Central Manawa
- Founded: 2016
- Based in: Wellington
- Regions: Hawke's Bay Region Manawatū-Whanganui Taranaki Wellington Region
- Head coach: Ngarama Milner-Olsen
- Premierships: 5 (2017, 2018, 2019, 2022, 2023)
- League: National Netball League
| Uniform |

= Central Manawa =

New Zealand netball team

Central Manawa are a New Zealand netball team based in Wellington. Since 2016 they have represented Netball Central in the National Netball League. Netball Central is the governing body that represents the Hawke's Bay, Manawatū-Whanganui, Taranaki and Wellington Regions. They are effectively the reserve team of Central Pulse. Between 2016 and 2018 they played as Central Zone. Since 2019, they have played as Central Manawa.
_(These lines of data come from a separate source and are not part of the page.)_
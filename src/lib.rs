//! OpenID Connect authorization-code redirect starter: discover the provider, persist the
//! pending signin, and send the user agent to the authorization endpoint.

#![deny(clippy::all, missing_docs, unused_crate_dependencies)]

pub mod client;
pub mod error;
pub mod http;
pub mod id;
pub mod metadata;
pub mod navigate;
pub mod obs;
pub mod query;
pub mod store;
#[cfg(all(any(test, feature = "test"), feature = "reqwest"))]
pub mod _preludet {
	//! Convenience re-exports and helpers for integration tests; enabled via `cfg(test)` or the
	//! `test` crate feature.

	pub use crate::_prelude::*;

	// self
	use crate::{
		client::{ClientConfig, OidcClient, ReqwestOidcClient},
		http::{ReqwestHttpClient, ReqwestTransportErrorMapper},
		metadata::{MetadataService, MetadataSource, ReqwestMetadataService},
		navigate::{Navigator, RecordingNavigator},
		store::{MemoryStore, SigninStore},
	};

	/// Builds a reqwest HTTP client that accepts the self-signed certificates produced by
	/// `httpmock` during tests.
	pub fn test_reqwest_http_client() -> ReqwestHttpClient {
		let client = ReqwestClient::builder()
			.danger_accept_invalid_certs(true)
			.danger_accept_invalid_hostnames(true)
			.build()
			.expect("Failed to build insecure Reqwest client for tests.");

		ReqwestHttpClient::with_client(client)
	}

	/// Constructs a metadata service on the insecure test transport.
	pub fn build_reqwest_test_metadata_service(source: MetadataSource) -> ReqwestMetadataService {
		MetadataService::with_http_client(
			source,
			test_reqwest_http_client(),
			Arc::new(ReqwestTransportErrorMapper),
		)
	}

	/// Constructs an [`OidcClient`] backed by an in-memory store, a recording navigator, and
	/// the reqwest transport used across integration tests.
	pub fn build_reqwest_test_client(
		config: ClientConfig,
	) -> (ReqwestOidcClient, Arc<MemoryStore>, Arc<RecordingNavigator>) {
		let store_backend = Arc::new(MemoryStore::default());
		let store: Arc<dyn SigninStore> = store_backend.clone();
		let navigator_backend = Arc::new(RecordingNavigator::default());
		let navigator: Arc<dyn Navigator> = navigator_backend.clone();
		let client = OidcClient::with_http_client(
			config,
			navigator,
			test_reqwest_http_client(),
			Arc::new(ReqwestTransportErrorMapper),
		)
		.with_store(store);

		(client, store_backend, navigator_backend)
	}
}

mod _prelude {
	pub use std::{
		collections::{BTreeMap, HashMap},
		error::Error as StdError,
		fmt::{Debug, Display, Formatter, Result as FmtResult},
		future::Future,
		pin::Pin,
		str::FromStr,
		sync::{Arc, OnceLock},
	};

	pub use async_lock::Mutex as AsyncMutex;
	pub use parking_lot::{Mutex, RwLock};
	#[cfg(feature = "reqwest")]
	pub use reqwest::{Client as ReqwestClient, Error as ReqwestError};
	pub use serde::{Deserialize, Serialize};
	pub use thiserror::Error as ThisError;
	pub use url::Url;

	pub use crate::error::{Error, Result};
}

#[cfg(feature = "reqwest")] pub use reqwest;
pub use url;
#[cfg(all(test, feature = "reqwest"))] use {color_eyre as _, httpmock as _};
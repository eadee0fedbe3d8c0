//! Demonstrates starting an authorization-code signin against a mocked provider: discovery is
//! fetched once, the pending signin lands in the in-memory store, and the redirect URL is
//! captured by a recording navigator instead of a browser.

// std
use std::sync::Arc;
// crates.io
use color_eyre::Result;
use httpmock::prelude::*;
// self
use oidc_redirect::{
	client::{ClientConfig, ReqwestOidcClient, SigninOptions},
	navigate::{Navigator, RecordingNavigator},
	store::{MemoryStore, SigninStore},
};

#[tokio::main]
async fn main() -> Result<()> {
	color_eyre::install()?;

	let server = MockServer::start_async().await;
	let discovery_mock = server
		.mock_async(|when, then| {
			when.method(GET).path("/.well-known/openid-configuration");
			then.status(200).header("content-type", "application/json").body(format!(
				"{{\"issuer\":\"{}\",\"authorization_endpoint\":\"{}\"}}",
				server.base_url(),
				server.url("/authorize"),
			));
		})
		.await;
	let config = ClientConfig::builder("demo-client")
		.authority(server.base_url())
		.redirect_uri("https://app.example.com/callback")
		.scope("openid profile email")
		.build()?;
	let store = Arc::new(MemoryStore::default());
	let navigator = Arc::new(RecordingNavigator::default());
	let client = ReqwestOidcClient::new(config, navigator.clone() as Arc<dyn Navigator>)
		.with_store(store.clone() as Arc<dyn SigninStore>);

	client.signin_redirect(SigninOptions::default().with_login_hint("ada@example.com")).await?;
	client.signin_redirect(SigninOptions::default().with_prompt("login")).await?;

	for url in navigator.visited() {
		println!("Redirect: {url}");
	}
	for key in store.keys() {
		println!("Pending signin: {key}");
	}

	discovery_mock.assert_hits_async(1).await;

	Ok(())
}
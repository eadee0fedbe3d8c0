// self
use crate::{_prelude::*, obs::FlowKind};

/// Type alias that resolves to an instrumented future when tracing is enabled.
#[cfg(feature = "tracing")]
pub type InstrumentedFlow<F> = tracing::instrument::Instrumented<F>;
/// Passthrough future type when tracing is disabled.
#[cfg(not(feature = "tracing"))]
pub type InstrumentedFlow<F> = F;

/// A span builder used by discovery and signin flows.
#[derive(Clone, Debug)]
pub struct FlowSpan {
	#[cfg(feature = "tracing")]
	span: tracing::Span,
}
impl FlowSpan {
	/// Creates a new span tagged with the provided flow kind + stage.
	pub fn new(kind: FlowKind, stage: &'static str) -> Self {
		#[cfg(feature = "tracing")]
		{
			let span = tracing::info_span!("oidc_redirect.flow", flow = kind.as_str(), stage);

			Self { span }
		}
		#[cfg(not(feature = "tracing"))]
		{
			let _ = (kind, stage);

			Self {}
		}
	}

	/// Instruments an async block without holding a guard across `.await` points.
	pub fn instrument<Fut>(&self, fut: Fut) -> InstrumentedFlow<Fut>
	where
		Fut: Future,
	{
		#[cfg(feature = "tracing")]
		{
			use tracing::Instrument;

			fut.instrument(self.span.clone())
		}
		#[cfg(not(feature = "tracing"))]
		{
			fut
		}
	}
}

/// Emits a debug event marking a completed step inside the current flow span.
pub fn record_flow_step(kind: FlowKind, step: &'static str) {
	#[cfg(feature = "tracing")]
	{
		tracing::debug!(flow = kind.as_str(), step, "Flow step completed.");
	}
	#[cfg(not(feature = "tracing"))]
	{
		let _ = (kind, step);
	}
}

#[cfg(test)]
mod tests {
	// self
	use super::*;

	#[test]
	fn flow_step_noop_without_tracing() {
		record_flow_step(FlowKind::SigninRedirect, "test");
	}

	#[tokio::test]
	async fn instrument_wraps_future() {
		let span = FlowSpan::new(FlowKind::Discovery, "instrument_wraps_future");
		let value = span.instrument(async { 42 }).await;

		assert_eq!(value, 42);
	}
}
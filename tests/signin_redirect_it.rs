#![cfg(all(feature = "test", feature = "reqwest"))]

// std
use std::{
	env, fs,
	time::{SystemTime, UNIX_EPOCH},
};
// crates.io
use httpmock::prelude::*;
use serde_json::json;
// self
use oidc_redirect::{
	_preludet::*,
	client::{ClientConfig, OidcClient, SigninOptions, SigninState},
	error::DiscoveryError,
	http::ReqwestTransportErrorMapper,
	metadata::DiscoveryDocument,
	navigate::{Navigator, RecordingNavigator},
	store::{FileStore, PENDING_SIGNIN_KEY_PREFIX, SigninStore},
};

fn inline_config() -> ClientConfig {
	ClientConfig::builder("abc")
		.redirect_uri("https://app/cb")
		.scope("openid profile")
		.metadata(DiscoveryDocument::from_iter([("authorization_endpoint", "https://idp/auth")]))
		.build()
		.expect("Inline config fixture should build.")
}

fn query_pairs(url: &Url) -> HashMap<String, String> {
	url.query_pairs().map(|(k, v)| (k.into_owned(), v.into_owned())).collect()
}

#[tokio::test]
async fn signin_redirect_stores_state_and_navigates() {
	let (client, store, navigator) = build_reqwest_test_client(inline_config());

	client.signin_redirect(SigninOptions::default()).await.expect("Signin should start.");

	let visited = navigator.visited();

	assert_eq!(visited.len(), 1);

	let url = &visited[0];

	assert!(url.as_str().starts_with("https://idp/auth?"));
	assert!(url.as_str().contains("scope=openid%20profile"));
	assert!(url.as_str().contains("redirect_uri=https%3A%2F%2Fapp%2Fcb"));

	let pairs = query_pairs(url);
	let mut names = pairs.keys().map(String::as_str).collect::<Vec<_>>();

	names.sort_unstable();

	assert_eq!(names, ["client_id", "redirect_uri", "response_type", "scope", "state"]);
	assert_eq!(pairs["client_id"], "abc");
	assert_eq!(pairs["redirect_uri"], "https://app/cb");
	assert_eq!(pairs["scope"], "openid profile");
	assert_eq!(pairs["response_type"], "code");

	let state = &pairs["state"];
	let key = format!("{PENDING_SIGNIN_KEY_PREFIX}{state}");

	assert_eq!(store.keys(), vec![key.clone()]);

	let payload = store
		.get_item(&key)
		.await
		.expect("Store read should succeed.")
		.expect("Pending signin should be stored.");
	let record = SigninState::from_json(&payload).expect("Stored record should parse.");

	assert_eq!(&*record.id, state);
	assert_eq!(&*record.state, state);
	assert_eq!(record.client_id, "abc");
	assert_eq!(record.scope, "openid profile");
	assert_eq!(record.redirect_uri.as_deref(), Some("https://app/cb"));
}

#[tokio::test]
async fn options_flow_into_the_url_and_record() {
	let config = ClientConfig::builder("abc")
		.redirect_uri("https://app/cb")
		.prompt("consent")
		.extra_query_param("audience", "api")
		.extra_token_param("resource", "https://api")
		.metadata(DiscoveryDocument::from_iter([(
			"authorization_endpoint",
			"https://idp/auth?tenant=t1",
		)]))
		.build()
		.expect("Config fixture should build.");
	let (client, store, navigator) = build_reqwest_test_client(config);
	let options = SigninOptions::default()
		.with_prompt("login")
		.with_max_age(0)
		.with_login_hint("ada@example.com")
		.with_response_mode("query")
		.with_request_type("si:r")
		.with_skip_user_info(true);

	client.signin_redirect(options).await.expect("Signin should start.");

	let url = navigator.last().expect("Navigator should have been invoked.");
	let pairs = query_pairs(&url);

	assert!(url.as_str().starts_with("https://idp/auth?tenant=t1&client_id=abc&"));
	assert_eq!(pairs["prompt"], "login");
	assert_eq!(pairs["login_hint"], "ada@example.com");
	assert_eq!(pairs["audience"], "api");
	assert_eq!(pairs["response_mode"], "query");
	assert!(!pairs.contains_key("max_age"));
	assert!(!pairs.contains_key("request_type"));

	let key = store.keys().pop().expect("One pending signin should be stored.");
	let payload = store.get_item(&key).await.expect("Read should succeed.").expect("Entry exists.");
	let record = SigninState::from_json(&payload).expect("Stored record should parse.");

	assert_eq!(record.response_mode.as_deref(), Some("query"));
	assert_eq!(record.request_type.as_deref(), Some("si:r"));
	assert!(record.skip_user_info);
	assert_eq!(record.extra_token_params.get("resource").map(String::as_str), Some("https://api"));
	assert_eq!(client.config.prompt.as_deref(), Some("consent"));
}

#[tokio::test]
async fn navigated_url_is_the_normalized_endpoint() {
	let config = ClientConfig::builder("abc")
		.metadata(DiscoveryDocument::from_iter([(
			"authorization_endpoint",
			"https://IDP:443/a/../auth",
		)]))
		.build()
		.expect("Config fixture should build.");
	let (client, _store, navigator) = build_reqwest_test_client(config);

	client.signin_redirect(SigninOptions::default()).await.expect("Signin should start.");

	let url = navigator.last().expect("Navigator should have been invoked.");

	assert!(url.as_str().starts_with("https://idp/auth?client_id=abc&scope=openid&"));
	assert_eq!(url.host_str(), Some("idp"));
	assert_eq!(url.port(), None);
}

#[tokio::test]
async fn discovery_is_shared_across_signins() {
	let server = MockServer::start_async().await;
	let discovery = server
		.mock_async(|when, then| {
			when.method(GET).path("/.well-known/openid-configuration");
			then.status(200).header("content-type", "application/json").body(
				json!({
					"issuer": server.base_url(),
					"authorization_endpoint": server.url("/authorize"),
				})
				.to_string(),
			);
		})
		.await;
	let config = ClientConfig::builder("abc")
		.authority(server.base_url())
		.redirect_uri("https://app/cb")
		.build()
		.expect("Config fixture should build.");
	let (client, store, navigator) = build_reqwest_test_client(config);

	client.signin_redirect(SigninOptions::default()).await.expect("First signin should start.");
	client.signin_redirect(SigninOptions::default()).await.expect("Second signin should start.");

	discovery.assert_hits_async(1).await;

	let visited = navigator.visited();
	let first = query_pairs(&visited[0]);
	let second = query_pairs(&visited[1]);

	assert!(visited[0].as_str().starts_with(&format!("{}?", server.url("/authorize"))));
	assert_ne!(first["state"], second["state"]);
	assert_eq!(store.len(), 2);

	let record = SigninState::from_json(
		&store
			.get_item(&format!("{PENDING_SIGNIN_KEY_PREFIX}{}", first["state"]))
			.await
			.expect("Read should succeed.")
			.expect("First signin should be stored."),
	)
	.expect("Stored record should parse.");

	assert_eq!(record.authority.as_deref(), Some(server.base_url().as_str()));
}

#[tokio::test]
async fn discovery_failure_leaves_no_trace() {
	let server = MockServer::start_async().await;
	let _discovery = server
		.mock_async(|when, then| {
			when.method(GET).path("/.well-known/openid-configuration");
			then.status(500);
		})
		.await;
	let config = ClientConfig::builder("abc")
		.authority(server.base_url())
		.build()
		.expect("Config fixture should build.");
	let (client, store, navigator) = build_reqwest_test_client(config);
	let err = client
		.signin_redirect(SigninOptions::default())
		.await
		.expect_err("A failing discovery request should abort the signin.");

	assert!(matches!(err, Error::Discovery(DiscoveryError::Fetch { status: 500 })));
	assert!(store.is_empty());
	assert!(navigator.visited().is_empty());
}

#[tokio::test]
async fn missing_authorization_endpoint_aborts_before_storage() {
	let config = ClientConfig::builder("abc")
		.metadata(DiscoveryDocument::from_iter([("issuer", "https://idp")]))
		.build()
		.expect("Config fixture should build.");
	let (client, store, navigator) = build_reqwest_test_client(config);
	let err = client
		.signin_redirect(SigninOptions::default())
		.await
		.expect_err("Signin without an authorization endpoint should fail.");

	assert!(matches!(
		err,
		Error::Discovery(DiscoveryError::MissingProperty { ref name }) if name == "authorization_endpoint"
	));
	assert!(store.is_empty());
	assert!(navigator.last().is_none());
}

#[tokio::test]
async fn file_store_keeps_pending_signins_across_reopen() {
	let nanos = SystemTime::now()
		.duration_since(UNIX_EPOCH)
		.expect("Clock should be after the epoch.")
		.as_nanos();
	let path = env::temp_dir().join(format!("oidc-redirect-it-{nanos}")).join("pending.json");
	let store = Arc::new(FileStore::open(&path).expect("File store should open."));
	let navigator = Arc::new(RecordingNavigator::default());
	let client: OidcClient<_, ReqwestTransportErrorMapper> = OidcClient::with_http_client(
		inline_config(),
		navigator.clone() as Arc<dyn Navigator>,
		test_reqwest_http_client(),
		Arc::new(ReqwestTransportErrorMapper),
	)
	.with_store(store.clone() as Arc<dyn SigninStore>);

	client.signin_redirect(SigninOptions::default()).await.expect("Signin should start.");

	let url = navigator.last().expect("Navigator should have been invoked.");
	let state = query_pairs(&url).remove("state").expect("State should be present.");
	let key = format!("{PENDING_SIGNIN_KEY_PREFIX}{state}");
	let reopened = FileStore::open(&path).expect("File store should reopen.");
	let payload = reopened
		.get_item(&key)
		.await
		.expect("Read should succeed.")
		.expect("Pending signin should survive a reopen.");

	assert_eq!(
		SigninState::from_json(&payload).expect("Stored record should parse.").state.to_string(),
		state
	);

	if let Some(dir) = path.parent() {
		let _ = fs::remove_dir_all(dir);
	}
}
Between 2017 and 2019, Central Zone/Central Manawa won three successive NNL titles. In 2022, Central Manawa won a fourth title.

==History==
===Foundation===
In 2016, Central Zone where founder members of Netball New Zealand's National Netball League. In the inaugural grand final a Central Zone team coached by Yvette McCausland-Durie lost 51–46 to Netball South.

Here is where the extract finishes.